Highlights
- Vampire: The Masquerade – Bloodlines 2 seems to be leaning more towards action gameplay, similar to Dishonored, rather than the RPG-focused gameplay of its predecessor.
- The verticality and exploration seen in Dishonored would work well in the dark neon-soaked setting of Bloodlines 2’s Seattle.
- While fans of the original game may want to see the deep ability pool and roleplaying possibilities of the Clan system return, borrowing elements from Dishonored could bring an interesting new direction to the series.
Vampire: The Masquerade – Bloodlines and Dishonored are two games-slash-series that I miss dearly. Sure, I can—and still do—go back and play the previous games whenever I want, but somehow the fact that both of them, to greater or lesser extents, never found the success they deserved nor went on to become established long-running IPs feels like one of gaming’s great injustices.
The games have more in common than never getting their fair dues though. Both are set in beautifully imagined and pretty compact urban environments, giving you plenty of freedom to wander around their respective dark worlds, encountering all kinds of factions and gangs, and getting a feel for what life looks like in these cities. They’re both worlds of shady alleys, roughhouse citizens, and rich lore… and both fundamentally see you playing characters who operate best under some form of cover—be it skulking through the shadows, or hiding in plain sight as a vampire.
Dishonoring the Bloodline
Which brings me to my key point: loads of the stuff I’ve been seeing in the recent trailers for the revamped and rebooted (again) Vampire: The Masquerade – Bloodlines 2 doesn’t really look or feel like the RPG-leaning original game. With its fast-paced first-person melee combat, and impressive array of mobile moves and dark wispy powers, the combat was the closest thing I’d seen to Dishonored’s incredible combat system since, well Dishonored itself.
Now, I don’t really know what the RPG credentials are of this iteration of Bloodlines 2 that The Chinese Room is developing, but based on what we’ve seen so far, it does very much look like it’s leaning into the ‘action’ side of stuff—harnessing cool vampiric abilities to become a shadowy-stealthy killing machine (a bit like a certain Corvo Attano us Dishonored fans might know).

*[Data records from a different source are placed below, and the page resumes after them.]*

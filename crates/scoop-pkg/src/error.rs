//! Domain-specific errors for manifest generation

use scoop_schema::{ChecksumError, Sha256Hash};
use thiserror::Error;

/// Errors raised while loading a package profile.
#[derive(Error, Debug)]
pub enum ConfigError {
    /// The profile file could not be read.
    #[error("IO error: {0}")]
    Io(#[from] std::io::Error),

    /// The profile is not valid TOML or does not match the schema.
    #[error("Parse error: {0}")]
    Parse(#[from] toml::de::Error),
}

/// Errors raised by [`crate::generate::generate`].
#[derive(Error, Debug)]
pub enum GenerateError {
    /// The checksums file has no line for the Windows archive.
    #[error(transparent)]
    ChecksumNotFound(#[from] ChecksumError),

    /// A local artifact was given and its digest differs from the published one.
    #[error("checksum mismatch for {artifact}: expected {expected}, got {actual}")]
    ChecksumMismatch {
        /// Path of the artifact that was hashed.
        artifact: String,
        /// Digest from the checksums file.
        expected: Sha256Hash,
        /// Digest computed from the artifact.
        actual: Sha256Hash,
    },

    /// Fetching a remote checksums file failed.
    #[error("Download failed: {0}")]
    Fetch(#[from] reqwest::Error),

    /// Reading the checksums file or writing the manifest failed.
    #[error("IO error: {0}")]
    Io(#[from] std::io::Error),
}
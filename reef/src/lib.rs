// Copyright 2026 reef Project Authors
//
// Licensed under the Apache License, Version 2.0 (the "License");
// you may not use this file except in compliance with the License.
// You may obtain a copy of the License at
//
//     http://www.apache.org/licenses/LICENSE-2.0
//
// Unless required by applicable law or agreed to in writing, software
// distributed under the License is distributed on an "AS IS" BASIS,
// WITHOUT WARRANTIES OR CONDITIONS OF ANY KIND, either express or implied.
// See the License for the specific language governing permissions and
// limitations under the License.

//! reef - distributed lock-guarded cache-aside manager.
//!
//! reef sits between application code and a durable store, serving reads through a shared
//! (Redis-like) cache service. Cache misses repopulate the cache under a per-key distributed
//! lock so concurrent misses for a hot key collapse into a single store load, and confirmed
//! "absent in store" answers are cached as sentinels so repeated lookups for a non-existent key
//! stop hitting the store. Writes mutate the store first and invalidate the affected cache entry
//! afterwards.
//!
//! The cache service is consumed through the [`CacheService`] trait; [`MemoryCacheService`] is a
//! complete in-process implementation for local runs and tests.

mod code;
mod error;
mod manager;
mod memory;
mod nullable;
mod service;

pub mod prelude;

pub use code::{CacheValue, EntryCodec};
pub use error::{Error, Result};
pub use manager::{
    CacheAside, CacheAsideBuilder, DEFAULT_LOCK_HOLD, DEFAULT_LOCK_PREFIX, DEFAULT_LOCK_WAIT, DEFAULT_TTL,
};
pub use memory::MemoryCacheService;
pub use nullable::Nullable;
pub use service::{CacheService, LockToken};
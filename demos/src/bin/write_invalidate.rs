// Copyright 2026 reef Project Authors
//
// Licensed under the Apache License, Version 2.0 (the "License");
// you may not use this file except in compliance with the License.
// You may obtain a copy of the License at
//
//     http://www.apache.org/licenses/LICENSE-2.0
//
// Unless required by applicable law or agreed to in writing, software
// distributed under the License is distributed on an "AS IS" BASIS,
// WITHOUT WARRANTIES OR CONDITIONS OF ANY KIND, either express or implied.
// See the License for the specific language governing permissions and
// limitations under the License.

//! Write path: mutate the store under the per-key lock, then let the invalidation catch the
//! cache up on the next read.

use std::{
    collections::HashMap,
    sync::{Arc, Mutex},
    time::Duration,
};

use serde::{Deserialize, Serialize};

use reef::prelude::*;

#[derive(Debug, Clone, PartialEq, Eq, Serialize, Deserialize)]
struct User {
    id: u64,
    name: String,
}

#[tokio::main]
async fn main() -> anyhow::Result<()> {
    tracing_subscriber::fmt().init();

    let store: Arc<Mutex<HashMap<u64, User>>> = Arc::new(Mutex::new(HashMap::from([(
        42,
        User {
            id: 42,
            name: "Ada".to_string(),
        },
    )])));
    let manager = CacheAside::builder(MemoryCacheService::new()).build();

    let select = |store: Arc<Mutex<HashMap<u64, User>>>| async move {
        Ok(store.lock().unwrap().get(&42).cloned())
    };

    let user = manager.read("user:42", || select(store.clone())).await?;
    println!("before write: {user:?}");

    manager
        .write_lock("user:42", || {
            let store = store.clone();
            async move {
                if let Some(user) = store.lock().unwrap().get_mut(&42) {
                    user.name = "Grace".to_string();
                }
                Ok(())
            }
        })
        .await?;

    // Invalidation is fire-and-forget; give it a beat before reading back.
    tokio::time::sleep(Duration::from_millis(10)).await;

    let user = manager.read("user:42", || select(store.clone())).await?;
    println!("after write: {user:?}");

    Ok(())
}
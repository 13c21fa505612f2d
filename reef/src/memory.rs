// Copyright 2026 reef Project Authors
//
// Licensed under the Apache License, Version 2.0 (the "License");
// you may not use this file except in compliance with the License.
// You may obtain a copy of the License at
//
//     http://www.apache.org/licenses/LICENSE-2.0
//
// Unless required by applicable law or agreed to in writing, software
// distributed under the License is distributed on an "AS IS" BASIS,
// WITHOUT WARRANTIES OR CONDITIONS OF ANY KIND, either express or implied.
// See the License for the specific language governing permissions and
// limitations under the License.

use std::{
    collections::HashMap,
    sync::{
        atomic::{AtomicU64, Ordering},
        Arc,
    },
    time::Duration,
};

use parking_lot::Mutex;
use tokio::{
    sync::{Mutex as AsyncMutex, OwnedMutexGuard},
    time::Instant,
};

use crate::{
    error::Result,
    service::{CacheService, LockToken},
};

#[derive(Debug)]
struct Slot {
    value: Vec<u8>,
    deadline: Instant,
}

#[derive(Debug, Default)]
struct FieldMapSlot {
    fields: HashMap<String, Vec<u8>>,
    deadline: Option<Instant>,
}

#[derive(Debug)]
struct LockHolder {
    token: LockToken,
    _guard: OwnedMutexGuard<()>,
}

#[derive(Debug, Default)]
struct LockSlot {
    mutex: Arc<AsyncMutex<()>>,
    holder: Option<LockHolder>,
}

#[derive(Debug, Default)]
struct Shared {
    buckets: Mutex<HashMap<String, Slot>>,
    maps: Mutex<HashMap<String, FieldMapSlot>>,
    locks: Mutex<HashMap<String, LockSlot>>,
    lock_tokens: AtomicU64,
}

/// In-process [`CacheService`] over plain maps and tokio sync primitives.
///
/// Useful for local runs and tests, and as the reference semantics for remote implementations:
/// entries expire lazily on access, and a held lock is force-released once its hold timeout
/// elapses so a crashed holder cannot wedge a key forever.
///
/// The handle is a cheap clone over shared state.
#[derive(Debug, Clone, Default)]
pub struct MemoryCacheService {
    shared: Arc<Shared>,
}

impl MemoryCacheService {
    /// Create an empty in-process cache service.
    pub fn new() -> Self {
        Self::default()
    }

    fn lock_mutex(&self, key: &str) -> Arc<AsyncMutex<()>> {
        self.shared
            .locks
            .lock()
            .entry(key.to_string())
            .or_default()
            .mutex
            .clone()
    }

    /// Register the freshly acquired guard as the current holder and arm the hold-timeout
    /// watchdog for it.
    fn install_holder(&self, key: &str, guard: OwnedMutexGuard<()>, hold: Duration) -> LockToken {
        let token = LockToken::new(self.shared.lock_tokens.fetch_add(1, Ordering::Relaxed));
        self.shared
            .locks
            .lock()
            .entry(key.to_string())
            .or_default()
            .holder = Some(LockHolder { token, _guard: guard });

        let shared = self.shared.clone();
        let key = key.to_string();
        tokio::spawn(async move {
            tokio::time::sleep(hold).await;
            if let Some(slot) = shared.locks.lock().get_mut(&key) {
                // Only the holder the watchdog was armed for is released. A later holder of the
                // same key carries a different token.
                if slot.holder.as_ref().is_some_and(|holder| holder.token == token) {
                    slot.holder = None;
                    tracing::warn!("lock hold timeout exceeded, force releasing: {key}");
                }
            }
        });

        token
    }
}

impl CacheService for MemoryCacheService {
    async fn get(&self, key: &str) -> Result<Option<Vec<u8>>> {
        let mut buckets = self.shared.buckets.lock();
        match buckets.get(key) {
            Some(slot) if slot.deadline > Instant::now() => Ok(Some(slot.value.clone())),
            Some(_) => {
                buckets.remove(key);
                Ok(None)
            }
            None => Ok(None),
        }
    }

    async fn set(&self, key: &str, value: Vec<u8>, ttl: Duration) -> Result<()> {
        let slot = Slot {
            value,
            deadline: Instant::now() + ttl,
        };
        self.shared.buckets.lock().insert(key.to_string(), slot);
        Ok(())
    }

    async fn delete(&self, key: &str) -> Result<()> {
        self.shared.buckets.lock().remove(key);
        Ok(())
    }

    fn delete_background(&self, key: &str) {
        let this = self.clone();
        let key = key.to_string();
        tokio::spawn(async move {
            if let Err(e) = this.delete(&key).await {
                tracing::warn!("background delete failed for key: {key}, error: {e}");
            }
        });
    }

    async fn field_get(&self, key: &str, field: &str) -> Result<Option<Vec<u8>>> {
        let mut maps = self.shared.maps.lock();
        Ok(live_map(&mut maps, key).and_then(|map| map.fields.get(field).cloned()))
    }

    async fn field_get_all(&self, key: &str) -> Result<HashMap<String, Vec<u8>>> {
        let mut maps = self.shared.maps.lock();
        Ok(live_map(&mut maps, key)
            .map(|map| map.fields.clone())
            .unwrap_or_default())
    }

    async fn field_put_all(&self, key: &str, entries: HashMap<String, Vec<u8>>) -> Result<()> {
        let mut maps = self.shared.maps.lock();
        if live_map(&mut maps, key).is_none() {
            maps.insert(key.to_string(), FieldMapSlot::default());
        }
        if let Some(map) = maps.get_mut(key) {
            map.fields.extend(entries);
        }
        Ok(())
    }

    async fn field_remove(&self, key: &str, field: &str) -> Result<()> {
        let mut maps = self.shared.maps.lock();
        if let Some(map) = live_map(&mut maps, key) {
            map.fields.remove(field);
        }
        Ok(())
    }

    fn field_remove_background(&self, key: &str, field: &str) {
        let this = self.clone();
        let key = key.to_string();
        let field = field.to_string();
        tokio::spawn(async move {
            if let Err(e) = this.field_remove(&key, &field).await {
                tracing::warn!("background field remove failed for key: {key}, field: {field}, error: {e}");
            }
        });
    }

    async fn expire(&self, key: &str, ttl: Duration) -> Result<()> {
        let mut maps = self.shared.maps.lock();
        if let Some(map) = live_map(&mut maps, key) {
            map.deadline = Some(Instant::now() + ttl);
        }
        Ok(())
    }

    async fn try_lock(&self, key: &str, wait: Duration, hold: Duration) -> Result<Option<LockToken>> {
        let mutex = self.lock_mutex(key);
        match tokio::time::timeout(wait, mutex.lock_owned()).await {
            Ok(guard) => Ok(Some(self.install_holder(key, guard, hold))),
            Err(_) => Ok(None),
        }
    }

    async fn lock(&self, key: &str, hold: Duration) -> Result<LockToken> {
        let mutex = self.lock_mutex(key);
        let guard = mutex.lock_owned().await;
        Ok(self.install_holder(key, guard, hold))
    }

    async fn unlock(&self, key: &str, token: LockToken) -> Result<()> {
        if let Some(slot) = self.shared.locks.lock().get_mut(key) {
            // A stale release must not eject a holder that acquired the lock after this token
            // was force-released.
            if slot.holder.as_ref().is_some_and(|holder| holder.token == token) {
                slot.holder = None;
            }
        }
        Ok(())
    }
}

/// Drop the field map at `key` if its TTL elapsed, then hand out whatever is left.
fn live_map<'a>(maps: &'a mut HashMap<String, FieldMapSlot>, key: &str) -> Option<&'a mut FieldMapSlot> {
    let expired = maps
        .get(key)
        .is_some_and(|map| map.deadline.is_some_and(|deadline| deadline <= Instant::now()));
    if expired {
        maps.remove(key);
    }
    maps.get_mut(key)
}
// Copyright 2026 reef Project Authors
//
// Licensed under the Apache License, Version 2.0 (the "License");
// you may not use this file except in compliance with the License.
// You may obtain a copy of the License at
//
//     http://www.apache.org/licenses/LICENSE-2.0
//
// Unless required by applicable law or agreed to in writing, software
// distributed under the License is distributed on an "AS IS" BASIS,
// WITHOUT WARRANTIES OR CONDITIONS OF ANY KIND, either express or implied.
// See the License for the specific language governing permissions and
// limitations under the License.

use std::{collections::HashMap, future::Future, time::Duration};

use crate::{
    code::{CacheValue, EntryCodec},
    error::{Error, Result},
    nullable::Nullable,
    service::{CacheService, LockToken},
};

/// Default prefix deriving a lock key from a cache key.
pub const DEFAULT_LOCK_PREFIX: &str = "lock.";
/// Default bound on waiting for a read-path lock.
pub const DEFAULT_LOCK_WAIT: Duration = Duration::from_secs(3);
/// Default bound on holding a lock before the service force-releases it.
pub const DEFAULT_LOCK_HOLD: Duration = Duration::from_secs(3);
/// Default TTL for entries written by the manager.
pub const DEFAULT_TTL: Duration = Duration::from_secs(30 * 60);

/// Builder for [`CacheAside`].
#[derive(Debug)]
pub struct CacheAsideBuilder<S> {
    service: S,
    lock_prefix: String,
    lock_wait: Duration,
    lock_hold: Duration,
    ttl: Duration,
}

impl<S> CacheAsideBuilder<S>
where
    S: CacheService,
{
    /// Create a builder over the given cache service with default timeouts.
    pub fn new(service: S) -> Self {
        Self {
            service,
            lock_prefix: DEFAULT_LOCK_PREFIX.to_string(),
            lock_wait: DEFAULT_LOCK_WAIT,
            lock_hold: DEFAULT_LOCK_HOLD,
            ttl: DEFAULT_TTL,
        }
    }

    /// Set the prefix deriving lock keys from cache keys.
    pub fn with_lock_prefix(mut self, lock_prefix: impl Into<String>) -> Self {
        self.lock_prefix = lock_prefix.into();
        self
    }

    /// Set the bound on waiting for a read-path lock.
    pub fn with_lock_wait(mut self, lock_wait: Duration) -> Self {
        self.lock_wait = lock_wait;
        self
    }

    /// Set the bound on holding a lock.
    pub fn with_lock_hold(mut self, lock_hold: Duration) -> Self {
        self.lock_hold = lock_hold;
        self
    }

    /// Set the TTL for entries written by the manager.
    pub fn with_ttl(mut self, ttl: Duration) -> Self {
        self.ttl = ttl;
        self
    }

    /// Build the manager.
    pub fn build(self) -> CacheAside<S> {
        CacheAside {
            service: self.service,
            lock_prefix: self.lock_prefix,
            lock_wait: self.lock_wait,
            lock_hold: self.lock_hold,
            ttl: self.ttl,
        }
    }
}

/// Read-through/write-through cache-aside manager over a shared cache service.
///
/// Reads are served from the cache and repopulated on miss under a per-key distributed lock, so
/// at most one caller per miss episode runs the store loader (no breakdown of a hot key into a
/// stampede of store loads). A confirmed "absent in store" answer is cached as a [`Nullable`]
/// sentinel with the same TTL as present values, so repeated lookups for a non-existent key do
/// not repeatedly hit the store either.
///
/// Writes run the caller's store mutation first and invalidate the cache entry afterwards,
/// fire-and-forget. A concurrent reader can at worst see a brief stale value, never an
/// invalidation for a write that has not landed.
///
/// The manager holds no state beyond its configuration; it is a cheap clone.
#[derive(Debug, Clone)]
pub struct CacheAside<S> {
    service: S,
    lock_prefix: String,
    lock_wait: Duration,
    lock_hold: Duration,
    ttl: Duration,
}
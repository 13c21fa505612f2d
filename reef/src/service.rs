// Copyright 2026 reef Project Authors
//
// Licensed under the Apache License, Version 2.0 (the "License");
// you may not use this file except in compliance with the License.
// You may obtain a copy of the License at
//
//     http://www.apache.org/licenses/LICENSE-2.0
//
// Unless required by applicable law or agreed to in writing, software
// distributed under the License is distributed on an "AS IS" BASIS,
// WITHOUT WARRANTIES OR CONDITIONS OF ANY KIND, either express or implied.
// See the License for the specific language governing permissions and
// limitations under the License.

use std::{collections::HashMap, future::Future, time::Duration};

use crate::error::Result;

/// Identifies one successful lock acquisition.
///
/// A holder releases with the token it was handed, so a release arriving after the service
/// force-released an overheld lock cannot eject the holder that acquired it since.
#[derive(Debug, Clone, Copy, PartialEq, Eq, Hash)]
pub struct LockToken(u64);

impl LockToken {
    /// Mint a token for a fresh acquisition. Called by service implementations only.
    pub fn new(id: u64) -> Self {
        Self(id)
    }
}

/// The shared cache service the manager runs against.
///
/// The surface splits in three, mirroring a Redis-shaped deployment: a value bucket per key, a
/// field map (hash) per key, and a mutual-exclusion lock namespace. Implementations are expected
/// to be cheaply cloneable handles to a shared client.
///
/// Lock keys are owned by the manager, derived 1:1 from cache keys with a fixed prefix, and never
/// shared across unrelated cache keys.
pub trait CacheService: Send + Sync + 'static + Clone {
    /// Get the value bucket content at `key`, if any.
    #[must_use]
    fn get(&self, key: &str) -> impl Future<Output = Result<Option<Vec<u8>>>> + Send;

    /// Set the value bucket at `key` with a bounded TTL.
    #[must_use]
    fn set(&self, key: &str, value: Vec<u8>, ttl: Duration) -> impl Future<Output = Result<()>> + Send;

    /// Delete the value bucket at `key`.
    #[must_use]
    fn delete(&self, key: &str) -> impl Future<Output = Result<()>> + Send;

    /// Delete the value bucket at `key` in the background, without waiting for completion.
    fn delete_background(&self, key: &str);

    /// Get one field of the field map at `key`, if any.
    #[must_use]
    fn field_get(&self, key: &str, field: &str) -> impl Future<Output = Result<Option<Vec<u8>>>> + Send;

    /// Get all fields of the field map at `key`. An absent map reads as an empty map.
    #[must_use]
    fn field_get_all(&self, key: &str) -> impl Future<Output = Result<HashMap<String, Vec<u8>>>> + Send;

    /// Insert or replace all given fields of the field map at `key`.
    #[must_use]
    fn field_put_all(&self, key: &str, entries: HashMap<String, Vec<u8>>) -> impl Future<Output = Result<()>> + Send;

    /// Remove one field of the field map at `key`.
    #[must_use]
    fn field_remove(&self, key: &str, field: &str) -> impl Future<Output = Result<()>> + Send;

    /// Remove one field of the field map at `key` in the background, without waiting for
    /// completion.
    fn field_remove_background(&self, key: &str, field: &str);

    /// Set the TTL of the field map at `key`.
    #[must_use]
    fn expire(&self, key: &str, ttl: Duration) -> impl Future<Output = Result<()>> + Send;

    /// Try to acquire the mutual-exclusion lock at `key`, waiting at most `wait`.
    ///
    /// On success the returned token identifies this acquisition, and the lock is held for at
    /// most `hold` before the service force-releases it. Returns `None` if the lock could not be
    /// acquired within `wait`.
    #[must_use]
    fn try_lock(&self, key: &str, wait: Duration, hold: Duration)
        -> impl Future<Output = Result<Option<LockToken>>> + Send;

    /// Acquire the mutual-exclusion lock at `key`, waiting as long as it takes.
    ///
    /// The returned token identifies this acquisition; the lock is held for at most `hold`
    /// before the service force-releases it.
    #[must_use]
    fn lock(&self, key: &str, hold: Duration) -> impl Future<Output = Result<LockToken>> + Send;

    /// Release the acquisition identified by `token` at `key`.
    ///
    /// Must be a no-op when `token` no longer identifies the current holder — after a
    /// hold-timeout force release the lock may already belong to someone else, and a stale
    /// release must not eject them.
    #[must_use]
    fn unlock(&self, key: &str, token: LockToken) -> impl Future<Output = Result<()>> + Send;
}
// Copyright 2026 reef Project Authors
//
// Licensed under the Apache License, Version 2.0 (the "License");
// you may not use this file except in compliance with the License.
// You may obtain a copy of the License at
//
//     http://www.apache.org/licenses/LICENSE-2.0
//
// Unless required by applicable law or agreed to in writing, software
// distributed under the License is distributed on an "AS IS" BASIS,
// WITHOUT WARRANTIES OR CONDITIONS OF ANY KIND, either express or implied.
// See the License for the specific language governing permissions and
// limitations under the License.

use std::fmt::Debug;

use serde::{de::DeserializeOwned, Serialize};

use crate::{error::Result, nullable::Nullable};

/// Bound for values that can travel through the shared cache.
pub trait CacheValue: Send + Sync + 'static + Debug + Clone + Serialize + DeserializeOwned {}
impl<T> CacheValue for T where T: Send + Sync + 'static + Debug + Clone + Serialize + DeserializeOwned {}

/// Wire codec for cached entries.
///
/// The cache service traffics in raw bytes; the manager owns the encoding of the sentinel wrapper
/// so the present/absent distinction survives the transport.
#[derive(Debug)]
pub struct EntryCodec;

impl EntryCodec {
    /// Encode a wrapped entry.
    pub fn encode<T>(entry: &Nullable<T>) -> Result<Vec<u8>>
    where
        T: CacheValue,
    {
        bincode::serialize(entry).map_err(Into::into)
    }

    /// Decode a wrapped entry.
    pub fn decode<T>(buf: &[u8]) -> Result<Nullable<T>>
    where
        T: CacheValue,
    {
        bincode::deserialize(buf).map_err(Into::into)
    }
}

That might not be the news fans of the original were hoping to hear, seeing as the first game was an RPG through and through with plenty of choices about how to approach each encounter (talking, stealth, combat, and so on), sharp writing with tons of interesting dialogue options, not to mention a very robust character creator where your choice of Clan would drastically alter your playthrough (apparently, the latter at least is returning in Bloodlines 2).
Once I rejigged my expectations, I realised that a game set in the Bloodlines universe would work brilliantly as a Dishonored-style stealther.
But once I rejigged my expectations, I realised that a game set in the Bloodlines universe would work brilliantly as a Dishonored-style stealther. And I’m hoping that these early hints of the game are signs that The Chinese Room agrees.
Looking Up
Verticality is a big part of the whole Dishonored setup, where the traversing rooftops is just as viable a means of getting around as prowling through the streets below. Bloodlines’ dark neon-soaked setting of Seattle lends itself perfectly to this kind of exploration, and there were small hints in the trailer that your nocturnal activities would embrace the vertical plane, as at one point we see the player-character floating down from on high towards the street below. If Bloodlines 2 is going to take this actiony route, then Dishonored’s design philosophy of superpowered stealth with the option to explode into visceral up-close violence is surely the way to go.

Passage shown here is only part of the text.